Copy every line that contains the string "Duration" from the entries below.
▼
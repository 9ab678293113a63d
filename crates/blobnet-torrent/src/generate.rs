//! Metainfo generation for cached blobs.
//!
//! Piece length is picked from a size-bucketed table, piece hashes are
//! SHA-1 computed sequentially over the blob, and the resulting
//! canonical metainfo is persisted as the blob's `_torrent_meta`
//! sidecar.

use std::io::Read;

use sha1::{Digest as _, Sha1};
use tracing::debug;

use blobnet_metainfo::{Digest, Metainfo};
use blobnet_store::{CacheStore, Metadata};

use crate::error::{TorrentError, TorrentResult};

const MIB: u64 = 1 << 20;
const GIB: u64 = 1 << 30;

/// Sorted size-threshold to piece-length table.
#[derive(Debug, Clone)]
pub struct PieceLengthTable {
    entries: Vec<(u64, u64)>,
}

impl Default for PieceLengthTable {
    fn default() -> Self {
        Self {
            entries: vec![(0, MIB), (GIB, 4 * MIB), (4 * GIB, 8 * MIB)],
        }
    }
}

impl PieceLengthTable {
    /// Build a table from `(size threshold, piece length)` entries.
    ///
    /// # Errors
    ///
    /// Returns [`TorrentError::Config`] when the table is empty or any
    /// piece length is zero.
    pub fn new(mut entries: Vec<(u64, u64)>) -> TorrentResult<Self> {
        if entries.is_empty() {
            return Err(TorrentError::Config {
                field: "piece_lengths",
                reason: "table must not be empty",
            });
        }
        if entries.iter().any(|(_, piece_length)| *piece_length == 0) {
            return Err(TorrentError::Config {
                field: "piece_lengths",
                reason: "piece length must be positive",
            });
        }
        entries.sort_by_key(|(threshold, _)| *threshold);
        Ok(Self { entries })
    }

    /// Piece length for a blob of `size`: the entry with the largest
    /// threshold not exceeding `size`, or the smallest entry's length
    /// when `size` is below every threshold.
    #[must_use]
    pub fn piece_length(&self, size: u64) -> u64 {
        self.entries
            .iter()
            .rev()
            .find(|(threshold, _)| *threshold <= size)
            .map_or(self.entries[0].1, |(_, piece_length)| *piece_length)
    }
}

/// Derives and persists metainfo for cached blobs.
#[derive(Debug, Clone, Default)]
pub struct MetainfoGenerator {
    table: PieceLengthTable,
}

impl MetainfoGenerator {
    /// Build a generator over `table`.
    #[must_use]
    pub const fn new(table: PieceLengthTable) -> Self {
        Self { table }
    }

    /// Generate metainfo for the cached blob `digest` and persist it as
    /// the blob's torrent-meta sidecar.
    ///
    /// # Errors
    ///
    /// Returns a store error when the blob is not cached, or an IO
    /// error when reading it fails.
    pub fn generate(&self, cache: &CacheStore, digest: &Digest) -> TorrentResult<Metainfo> {
        let name = digest.to_hex();
        let size = cache.get_cache_file_stat(&name)?.size;
        let piece_length = self.table.piece_length(size);

        let mut reader = cache.get_cache_file_reader(&name)?;
        let mut pieces = Vec::new();
        let mut chunk = vec![0_u8; usize::try_from(piece_length).unwrap_or(usize::MAX)];
        let mut hashed: u64 = 0;
        loop {
            let read = read_full(&mut reader, &mut chunk)
                .map_err(|e| TorrentError::io("generate.read", e))?;
            if read == 0 {
                break;
            }
            let hash: [u8; 20] = Sha1::digest(&chunk[..read]).into();
            pieces.extend_from_slice(&hash);
            hashed += read as u64;
        }
        if hashed != size {
            return Err(TorrentError::Inconsistent {
                digest: name,
                reason: "blob size changed while hashing",
            });
        }

        let metainfo = Metainfo::new(digest, size, piece_length, pieces)?;
        cache.set_cache_file_metadata(&name, &Metadata::TorrentMeta(metainfo.to_bytes()?))?;
        debug!(
            digest = %digest,
            size,
            piece_length,
            piece_count = metainfo.piece_count(),
            "generated torrent metainfo"
        );
        Ok(metainfo)
    }
}

/// Read until `buf` is full or EOF; returns the number of bytes read.
fn read_full(reader: &mut impl Read, buf: &mut [u8]) -> std::io::Result<usize> {
    let mut filled = 0;
    while filled < buf.len() {
        let read = reader.read(&mut buf[filled..])?;
        if read == 0 {
            break;
        }
        filled += read;
    }
    Ok(filled)
}

#[cfg(test)]
mod tests {
    use super::*;
    use blobnet_store::{CasConfig, CasStore, PathPolicy};
    use std::io::Write as _;
    use tempfile::TempDir;

    #[test]
    fn table_buckets_by_size() -> anyhow::Result<()> {
        let table = PieceLengthTable::default();
        assert_eq!(table.piece_length(0), MIB);
        assert_eq!(table.piece_length(GIB - 1), MIB);
        assert_eq!(table.piece_length(GIB), 4 * MIB);
        assert_eq!(table.piece_length(10 * GIB), 8 * MIB);

        let table = PieceLengthTable::new(vec![(100, 8), (0, 4)])?;
        // Entries are sorted; below-all sizes use the smallest entry.
        assert_eq!(table.piece_length(5), 4);
        assert_eq!(table.piece_length(100), 8);
        Ok(())
    }

    #[test]
    fn empty_or_zero_tables_are_rejected() {
        assert!(matches!(
            PieceLengthTable::new(vec![]),
            Err(TorrentError::Config { .. })
        ));
        assert!(matches!(
            PieceLengthTable::new(vec![(0, 0)]),
            Err(TorrentError::Config { .. })
        ));
    }

    #[test]
    fn generated_metainfo_matches_the_blob() -> anyhow::Result<()> {
        let root = TempDir::new()?;
        let cas = CasStore::new(CasConfig::new(root.path()).with_policy(PathPolicy::Flat))?;
        let cache = cas.cache();

        let payload: Vec<u8> = (0_u8..=99).collect();
        let digest = Digest::compute(&payload);
        let name = digest.to_hex();
        cache.create_cache_file(&name, 0)?;
        let mut writer = cache.get_cache_file_read_writer(&name)?;
        writer.write_all(&payload)?;
        writer.commit()?;

        let generator = MetainfoGenerator::new(PieceLengthTable::new(vec![(0, 40)])?);
        let metainfo = generator.generate(&cache, &digest)?;

        assert_eq!(metainfo.length(), 100);
        assert_eq!(metainfo.piece_length(), 40);
        assert_eq!(metainfo.piece_count(), 3);
        assert_eq!(metainfo.piece_len(2)?, 20);
        let expected: [u8; 20] = Sha1::digest(&payload[..40]).into();
        assert_eq!(metainfo.piece_hash(0)?, expected);
        let tail: [u8; 20] = Sha1::digest(&payload[80..]).into();
        assert_eq!(metainfo.piece_hash(2)?, tail);

        // The sidecar round-trips to the same metainfo.
        let mut sidecar = Metadata::TorrentMeta(Vec::new());
        cache.get_cache_file_metadata(&name, &mut sidecar)?;
        let Metadata::TorrentMeta(bytes) = sidecar else {
            panic!("unexpected metadata kind");
        };
        assert_eq!(Metainfo::from_bytes(&bytes)?, metainfo);
        Ok(())
    }
}
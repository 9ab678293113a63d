//! Error primitives for digest parsing and metainfo encoding.

use thiserror::Error;

/// Result type for metainfo operations.
pub type MetainfoResult<T> = Result<T, MetainfoError>;

/// Errors produced while handling digests and metainfo.
#[derive(Debug, Error)]
pub enum MetainfoError {
    /// Bencode encoding or decoding failed.
    #[error("metainfo bencode failure")]
    Bencode {
        /// Operation that triggered the failure.
        operation: &'static str,
        /// Underlying bencode error.
        source: serde_bencode::Error,
    },
    /// A digest string was not 64 lowercase hex characters.
    #[error("invalid content digest")]
    InvalidDigest {
        /// Offending input value.
        value: String,
    },
    /// A piece index was outside the torrent's piece count.
    #[error("piece index out of range")]
    InvalidPieceIndex {
        /// Requested piece index.
        index: usize,
        /// Number of pieces in the torrent.
        piece_count: usize,
    },
    /// The pieces blob was not a whole number of SHA-1 hashes, or its
    /// hash count disagreed with the declared length and piece length.
    #[error("malformed pieces blob")]
    InvalidPieces {
        /// Static reason for the failure.
        reason: &'static str,
    },
    /// A metainfo field failed validation.
    #[error("invalid metainfo field")]
    InvalidField {
        /// Field that failed validation.
        field: &'static str,
        /// Static reason for the failure.
        reason: &'static str,
    },
}

impl MetainfoError {
    pub(crate) const fn bencode(operation: &'static str, source: serde_bencode::Error) -> Self {
        Self::Bencode { operation, source }
    }
}
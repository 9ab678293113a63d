//! Piece-level read/write over one stored blob, with completion
//! signaling.
//!
//! A handle wraps the blob's file entry (via the download facade) and
//! its piece-status sidecar. Peers write hash-verified pieces
//! concurrently; the registry reads pieces whether the blob is still
//! downloading or already promoted. The last piece write promotes the
//! file from the download state to the cache and flips the completion
//! signal exactly once.

use std::io::{self, Read};
use std::sync::atomic::{AtomicUsize, Ordering};
use std::sync::{Mutex, MutexGuard, PoisonError};
use std::time::Duration;

use sha1::{Digest as _, Sha1};
use tokio::sync::watch;
use tracing::{debug, warn};

use blobnet_metainfo::{Digest, Metainfo};
use blobnet_store::{DownloadStore, FileReader, Metadata, StoreError};

use crate::error::{TorrentError, TorrentResult};
use crate::piece::{PieceStatus, count_done};
use crate::Bitfield;

/// Piece-level view of one blob; cheap to share behind an `Arc`.
pub struct TorrentHandle {
    metainfo: Metainfo,
    digest: Digest,
    name: String,
    store: DownloadStore,
    read_only: bool,
    remaining: AtomicUsize,
    /// Serializes status-byte transitions so a late claim can never
    /// downgrade a piece that just went done. Data writes stay
    /// concurrent; only the short sidecar updates queue here.
    claim_lock: Mutex<()>,
    complete_tx: watch::Sender<bool>,
}

impl std::fmt::Debug for TorrentHandle {
    fn fmt(&self, f: &mut std::fmt::Formatter<'_>) -> std::fmt::Result {
        f.debug_struct("TorrentHandle")
            .field("name", &self.name)
            .field("digest", &self.digest)
            .field("read_only", &self.read_only)
            .finish_non_exhaustive()
    }
}

/// Outcome of attempting to claim a piece for writing.
enum Claim {
    AlreadyDone,
    Claimed,
    Conflict,
}

impl TorrentHandle {
    /// Build a writable handle, creating or resuming the download file.
    ///
    /// Resuming re-counts done pieces from the piece-status sidecar;
    /// a fully-done resume promotes immediately.
    ///
    /// # Errors
    ///
    /// Returns [`TorrentError::Exists`] when the blob is already cached
    /// under a conflicting entry, or a store error on IO failure.
    pub fn new_writable(store: DownloadStore, metainfo: Metainfo) -> TorrentResult<Self> {
        let digest = metainfo.digest()?;
        let name = digest.to_hex();
        match store.create_download_file(&name, metainfo.length()) {
            Ok(()) => {}
            // An earlier attempt left a resumable download file behind.
            Err(err) if err.is_exists() => {}
            Err(StoreError::FileState { .. }) => {
                return Err(TorrentError::Exists { digest: name });
            }
            Err(err) => return Err(err.into()),
        }
        store.set_download_file_metadata(&name, &Metadata::TorrentMeta(metainfo.to_bytes()?))?;

        let piece_count = metainfo.piece_count();
        let mut status = Metadata::PieceStatus(vec![PieceStatus::Empty.to_byte(); piece_count]);
        store.get_or_set_download_file_metadata(&name, &mut status)?;
        let Metadata::PieceStatus(bytes) = status else {
            unreachable!("get_or_set preserves the metadata kind");
        };
        let done = count_done(&bytes);

        let handle = Self {
            metainfo,
            digest,
            name,
            store,
            read_only: false,
            remaining: AtomicUsize::new(piece_count - done),
            claim_lock: Mutex::new(()),
            complete_tx: watch::channel(false).0,
        };
        if handle.remaining.load(Ordering::SeqCst) == 0 {
            handle.finalize()?;
        }
        Ok(handle)
    }

    /// Build a read-only origin handle over an already-complete blob.
    ///
    /// # Errors
    ///
    /// Returns [`TorrentError::Inconsistent`] when the stored blob's
    /// size disagrees with the metainfo.
    pub fn new_origin(store: DownloadStore, metainfo: Metainfo) -> TorrentResult<Self> {
        let digest = metainfo.digest()?;
        let name = digest.to_hex();
        let stat = store.get_download_or_cache_file_stat(&name)?;
        if stat.size != metainfo.length() {
            return Err(TorrentError::Inconsistent {
                digest: name,
                reason: "size disagrees with metainfo",
            });
        }
        Ok(Self {
            metainfo,
            digest,
            name,
            store,
            read_only: true,
            remaining: AtomicUsize::new(0),
            claim_lock: Mutex::new(()),
            complete_tx: watch::channel(true).0,
        })
    }

    /// The blob's content digest.
    #[must_use]
    pub const fn digest(&self) -> &Digest {
        &self.digest
    }

    /// The torrent's metainfo.
    #[must_use]
    pub const fn metainfo(&self) -> &Metainfo {
        &self.metainfo
    }

    /// Number of pieces.
    #[must_use]
    pub fn num_pieces(&self) -> usize {
        self.metainfo.piece_count()
    }

    /// Length of piece `index`.
    ///
    /// # Errors
    ///
    /// Returns [`TorrentError::PieceOutOfRange`] for invalid indices.
    pub fn piece_length(&self, index: usize) -> TorrentResult<u64> {
        self.metainfo
            .piece_len(index)
            .map_err(|_| self.out_of_range(index))
    }

    /// Write one hash-verified piece at its offset; the final piece
    /// promotes the blob into the cache and signals completion.
    ///
    /// Writes to already-done pieces are idempotent successes.
    ///
    /// # Errors
    ///
    /// - [`TorrentError::ReadOnly`] on an origin handle.
    /// - [`TorrentError::PieceOutOfRange`] / [`TorrentError::PieceSize`]
    ///   / [`TorrentError::HashMismatch`] on invalid input.
    /// - [`TorrentError::PieceConflict`] when another writer holds the
    ///   piece.
    pub fn write_piece(&self, data: &[u8], index: usize) -> TorrentResult<()> {
        if self.read_only {
            return Err(TorrentError::ReadOnly {
                digest: self.name.clone(),
            });
        }
        let expected_len = self.piece_length(index)?;
        if data.len() as u64 != expected_len {
            return Err(TorrentError::PieceSize {
                piece: index,
                expected: expected_len,
                actual: data.len() as u64,
            });
        }
        let hash: [u8; 20] = Sha1::digest(data).into();
        if hash != self.metainfo.piece_hash(index)? {
            return Err(TorrentError::HashMismatch { piece: index });
        }

        match self.try_claim(index)? {
            Claim::AlreadyDone => return Ok(()),
            Claim::Conflict => return Err(TorrentError::PieceConflict { piece: index }),
            Claim::Claimed => {}
        }

        let offset = index as u64 * self.metainfo.piece_length();
        let write = self
            .store
            .get_download_file_read_writer(&self.name)
            .map_err(TorrentError::from)
            .and_then(|writer| {
                writer
                    .write_at(data, offset)
                    .map_err(|e| TorrentError::io("write_piece", e))
            });
        if let Err(err) = write {
            self.release_piece(index);
            return Err(err);
        }

        self.set_status(index, PieceStatus::Done)?;
        debug!(digest = %self.digest, piece = index, "piece written");

        // Checked decrement: a claim that raced an already-done piece
        // must not drive the counter below zero.
        let previous = self
            .remaining
            .fetch_update(Ordering::SeqCst, Ordering::SeqCst, |left| {
                left.checked_sub(1)
            });
        if previous == Ok(1) {
            self.finalize()?;
        }
        Ok(())
    }

    /// Open a reader positioned at piece `index`; readable whether the
    /// blob is still downloading or already cached.
    ///
    /// # Errors
    ///
    /// Returns [`TorrentError::PieceOutOfRange`] for invalid indices.
    pub fn get_piece_reader(&self, index: usize) -> TorrentResult<PieceReader> {
        let len = self.piece_length(index)?;
        let reader = self.store.get_download_or_cache_file_reader(&self.name)?;
        Ok(PieceReader {
            reader,
            offset: index as u64 * self.metainfo.piece_length(),
            len,
            pos: 0,
        })
    }

    /// Whether piece `index` is done.
    ///
    /// # Errors
    ///
    /// Returns [`TorrentError::PieceOutOfRange`] for invalid indices.
    pub fn has_piece(&self, index: usize) -> TorrentResult<bool> {
        Ok(self.piece_status(index)? == PieceStatus::Done)
    }

    /// Indices of pieces not yet done.
    ///
    /// # Errors
    ///
    /// Returns a store error when the status sidecar is unreadable.
    pub fn missing_pieces(&self) -> TorrentResult<Vec<usize>> {
        let bitfield = self.bitfield()?;
        Ok(bitfield
            .iter()
            .enumerate()
            .filter(|(_, has)| !**has)
            .map(|(index, _)| index)
            .collect())
    }

    /// Piece availability, one bit per piece.
    ///
    /// # Errors
    ///
    /// Returns a store error when the status sidecar is unreadable.
    pub fn bitfield(&self) -> TorrentResult<Bitfield> {
        if self.read_only {
            return Ok(Bitfield::repeat(true, self.num_pieces()));
        }
        let status = self.status_array()?;
        let mut bitfield = Bitfield::repeat(false, self.num_pieces());
        for (index, byte) in status.iter().enumerate() {
            if *byte == PieceStatus::Done.to_byte() {
                bitfield.set(index, true);
            }
        }
        Ok(bitfield)
    }

    /// Whether every piece is done.
    #[must_use]
    pub fn complete(&self) -> bool {
        self.remaining.load(Ordering::SeqCst) == 0
    }

    /// Total bytes of done pieces.
    ///
    /// # Errors
    ///
    /// Returns a store error when the status sidecar is unreadable.
    pub fn bytes_downloaded(&self) -> TorrentResult<u64> {
        if self.read_only {
            return Ok(self.metainfo.length());
        }
        let status = self.status_array()?;
        let mut bytes = 0;
        for (index, byte) in status.iter().enumerate() {
            if *byte == PieceStatus::Done.to_byte() {
                bytes += self.piece_length(index)?;
            }
        }
        Ok(bytes)
    }

    /// Subscribe to the completion signal; the value flips to `true`
    /// exactly once.
    #[must_use]
    pub fn completion(&self) -> watch::Receiver<bool> {
        self.complete_tx.subscribe()
    }

    /// Wait for completion with a deadline; `false` on timeout. On
    /// timeout the caller drops the handle — written pieces stay done
    /// and resume on the next attempt.
    pub async fn wait_complete(&self, timeout: Duration) -> bool {
        let mut receiver = self.completion();
        match tokio::time::timeout(timeout, receiver.wait_for(|done| *done)).await {
            Ok(result) => result.is_ok() || self.complete(),
            Err(_elapsed) => false,
        }
    }

    /// Attempt the empty/clean to dirty transition for piece `index`.
    ///
    /// The compare-and-write on the status byte is the cross-process
    /// guard; the claim mutex additionally serializes in-process
    /// transitions so done is never downgraded.
    fn try_claim(&self, index: usize) -> TorrentResult<Claim> {
        let _guard = self.lock_claims();
        match self.piece_status(index)? {
            PieceStatus::Done => Ok(Claim::AlreadyDone),
            PieceStatus::Dirty => Ok(Claim::Conflict),
            PieceStatus::Empty | PieceStatus::Clean => {
                let claimed = self.store.set_download_file_metadata_at(
                    &self.name,
                    &status_key(),
                    &[PieceStatus::Dirty.to_byte()],
                    index as u64,
                )?;
                if claimed {
                    Ok(Claim::Claimed)
                } else {
                    Ok(Claim::Conflict)
                }
            }
        }
    }

    fn set_status(&self, index: usize, status: PieceStatus) -> TorrentResult<()> {
        let _guard = self.lock_claims();
        self.store.set_download_file_metadata_at(
            &self.name,
            &status_key(),
            &[status.to_byte()],
            index as u64,
        )?;
        Ok(())
    }

    fn lock_claims(&self) -> MutexGuard<'_, ()> {
        self.claim_lock.lock().unwrap_or_else(PoisonError::into_inner)
    }

    fn piece_status(&self, index: usize) -> TorrentResult<PieceStatus> {
        if index >= self.num_pieces() {
            return Err(self.out_of_range(index));
        }
        if self.read_only {
            return Ok(PieceStatus::Done);
        }
        let status = self.status_array()?;
        let byte = status.get(index).copied().ok_or_else(|| {
            TorrentError::Inconsistent {
                digest: self.name.clone(),
                reason: "piece status shorter than piece count",
            }
        })?;
        PieceStatus::from_byte(index, byte)
    }

    fn status_array(&self) -> TorrentResult<Vec<u8>> {
        let mut status = status_key();
        self.store
            .get_download_file_metadata(&self.name, &mut status)?;
        let Metadata::PieceStatus(bytes) = status else {
            unreachable!("get_metadata preserves the metadata kind");
        };
        Ok(bytes)
    }

    fn release_piece(&self, index: usize) {
        if let Err(err) = self.set_status(index, PieceStatus::Clean) {
            warn!(
                digest = %self.digest,
                piece = index,
                error = %err,
                "failed to release piece after write failure"
            );
        }
    }

    fn finalize(&self) -> TorrentResult<()> {
        self.store.move_download_file_to_cache(&self.name)?;
        self.complete_tx.send_replace(true);
        debug!(digest = %self.digest, "torrent complete, blob promoted to cache");
        Ok(())
    }

    fn out_of_range(&self, index: usize) -> TorrentError {
        TorrentError::PieceOutOfRange {
            piece: index,
            piece_count: self.num_pieces(),
        }
    }
}

fn status_key() -> Metadata {
    Metadata::PieceStatus(Vec::new())
}

/// Reader over one piece's byte range; valid across promotion and even
/// after the underlying file is evicted (the descriptor is owned).
pub struct PieceReader {
    reader: FileReader,
    offset: u64,
    len: u64,
    pos: u64,
}

impl PieceReader {
    /// The piece's length in bytes.
    #[must_use]
    pub const fn len(&self) -> u64 {
        self.len
    }

    /// True when the piece is zero-length.
    #[must_use]
    pub const fn is_empty(&self) -> bool {
        self.len == 0
    }
}

impl Read for PieceReader {
    fn read(&mut self, buf: &mut [u8]) -> io::Result<usize> {
        let remaining = self.len - self.pos;
        if remaining == 0 {
            return Ok(0);
        }
        let want = buf.len().min(usize::try_from(remaining).unwrap_or(usize::MAX));
        let read = self.reader.read_at(&mut buf[..want], self.offset + self.pos)?;
        self.pos += read as u64;
        Ok(read)
    }
}
//! Bencoded metainfo model and piece arithmetic.
//!
//! The wire form is the canonical bencoding of
//! `{info: {length, name, piece length, pieces}}`; the info-hash is the
//! SHA-1 of the bencoded info dictionary. Field declaration order below
//! matches the canonical (lexicographic) bencode key order, so encoding
//! a struct yields the canonical bytes directly.

use serde::{Deserialize, Serialize};
use sha1::{Digest as _, Sha1};

use crate::digest::Digest;
use crate::error::{MetainfoError, MetainfoResult};

/// Length of one SHA-1 piece hash in bytes.
pub const PIECE_HASH_LEN: usize = 20;

/// The bencoded info dictionary of a single-blob torrent.
#[derive(Debug, Clone, PartialEq, Eq, Serialize, Deserialize)]
pub struct Info {
    /// Total blob length in bytes.
    pub length: u64,
    /// Blob name: the lowercase hex content digest.
    pub name: String,
    /// Nominal piece length in bytes.
    #[serde(rename = "piece length")]
    pub piece_length: u64,
    /// Concatenated SHA-1 piece hashes, 20 bytes each.
    #[serde(with = "serde_bytes")]
    pub pieces: Vec<u8>,
}

/// Torrent metainfo wrapping the info dictionary.
#[derive(Debug, Clone, PartialEq, Eq, Serialize, Deserialize)]
pub struct Metainfo {
    /// The info dictionary whose SHA-1 is the torrent's identity.
    pub info: Info,
}

impl Metainfo {
    /// Build metainfo for a blob from its digest, length and piece hashes.
    ///
    /// # Errors
    ///
    /// Returns an error when `piece_length` is zero or the pieces blob is
    /// not a whole number of hashes matching the declared length.
    pub fn new(
        digest: &Digest,
        length: u64,
        piece_length: u64,
        pieces: Vec<u8>,
    ) -> MetainfoResult<Self> {
        if piece_length == 0 {
            return Err(MetainfoError::InvalidField {
                field: "piece_length",
                reason: "zero",
            });
        }
        if pieces.len() % PIECE_HASH_LEN != 0 {
            return Err(MetainfoError::InvalidPieces {
                reason: "not a whole number of sha1 hashes",
            });
        }
        let expected = expected_piece_count(length, piece_length);
        if pieces.len() / PIECE_HASH_LEN != expected {
            return Err(MetainfoError::InvalidPieces {
                reason: "hash count disagrees with length and piece length",
            });
        }
        Ok(Self {
            info: Info {
                length,
                name: digest.to_hex(),
                piece_length,
                pieces,
            },
        })
    }

    /// Decode metainfo from its bencoded form.
    ///
    /// # Errors
    ///
    /// Returns a bencode error when the bytes are not a valid metainfo
    /// dictionary.
    pub fn from_bytes(bytes: &[u8]) -> MetainfoResult<Self> {
        serde_bencode::from_bytes(bytes).map_err(|e| MetainfoError::bencode("decode", e))
    }

    /// Canonical bencoded form of the whole metainfo.
    ///
    /// # Errors
    ///
    /// Returns a bencode error when encoding fails.
    pub fn to_bytes(&self) -> MetainfoResult<Vec<u8>> {
        serde_bencode::to_bytes(self).map_err(|e| MetainfoError::bencode("encode", e))
    }

    /// SHA-1 of the canonical bencoded info dictionary.
    ///
    /// # Errors
    ///
    /// Returns a bencode error when encoding the info dictionary fails.
    pub fn info_hash(&self) -> MetainfoResult<[u8; PIECE_HASH_LEN]> {
        let encoded =
            serde_bencode::to_bytes(&self.info).map_err(|e| MetainfoError::bencode("encode", e))?;
        Ok(Sha1::digest(&encoded).into())
    }

    /// The content digest this metainfo describes.
    ///
    /// # Errors
    ///
    /// Returns [`MetainfoError::InvalidDigest`] when the name field is
    /// not a valid digest.
    pub fn digest(&self) -> MetainfoResult<Digest> {
        Digest::from_hex(&self.info.name)
    }

    /// Total blob length in bytes.
    #[must_use]
    pub const fn length(&self) -> u64 {
        self.info.length
    }

    /// Nominal piece length in bytes.
    #[must_use]
    pub const fn piece_length(&self) -> u64 {
        self.info.piece_length
    }

    /// Number of pieces in the torrent.
    #[must_use]
    pub fn piece_count(&self) -> usize {
        self.info.pieces.len() / PIECE_HASH_LEN
    }

    /// Length of the piece at `index`; the last piece may be shorter.
    ///
    /// # Errors
    ///
    /// Returns [`MetainfoError::InvalidPieceIndex`] for an out-of-range
    /// index.
    pub fn piece_len(&self, index: usize) -> MetainfoResult<u64> {
        let count = self.piece_count();
        if index + 1 == count {
            Ok(self.info.length - self.info.piece_length * (count as u64 - 1))
        } else if index + 1 < count {
            Ok(self.info.piece_length)
        } else {
            Err(MetainfoError::InvalidPieceIndex {
                index,
                piece_count: count,
            })
        }
    }

    /// Expected SHA-1 hash of the piece at `index`.
    ///
    /// # Errors
    ///
    /// Returns [`MetainfoError::InvalidPieceIndex`] for an out-of-range
    /// index.
    pub fn piece_hash(&self, index: usize) -> MetainfoResult<[u8; PIECE_HASH_LEN]> {
        let count = self.piece_count();
        if index >= count {
            return Err(MetainfoError::InvalidPieceIndex {
                index,
                piece_count: count,
            });
        }
        let start = index * PIECE_HASH_LEN;
        let mut hash = [0_u8; PIECE_HASH_LEN];
        hash.copy_from_slice(&self.info.pieces[start..start + PIECE_HASH_LEN]);
        Ok(hash)
    }
}

/// Number of pieces a blob of `length` splits into at `piece_length`.
#[must_use]
pub(crate) const fn expected_piece_count(length: u64, piece_length: u64) -> usize {
    (length.div_ceil(piece_length)) as usize
}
▲
> **SOLUTION BELOW**:
use std::time::Duration;
    pub async fn wait_complete(&self, timeout: Duration) -> bool {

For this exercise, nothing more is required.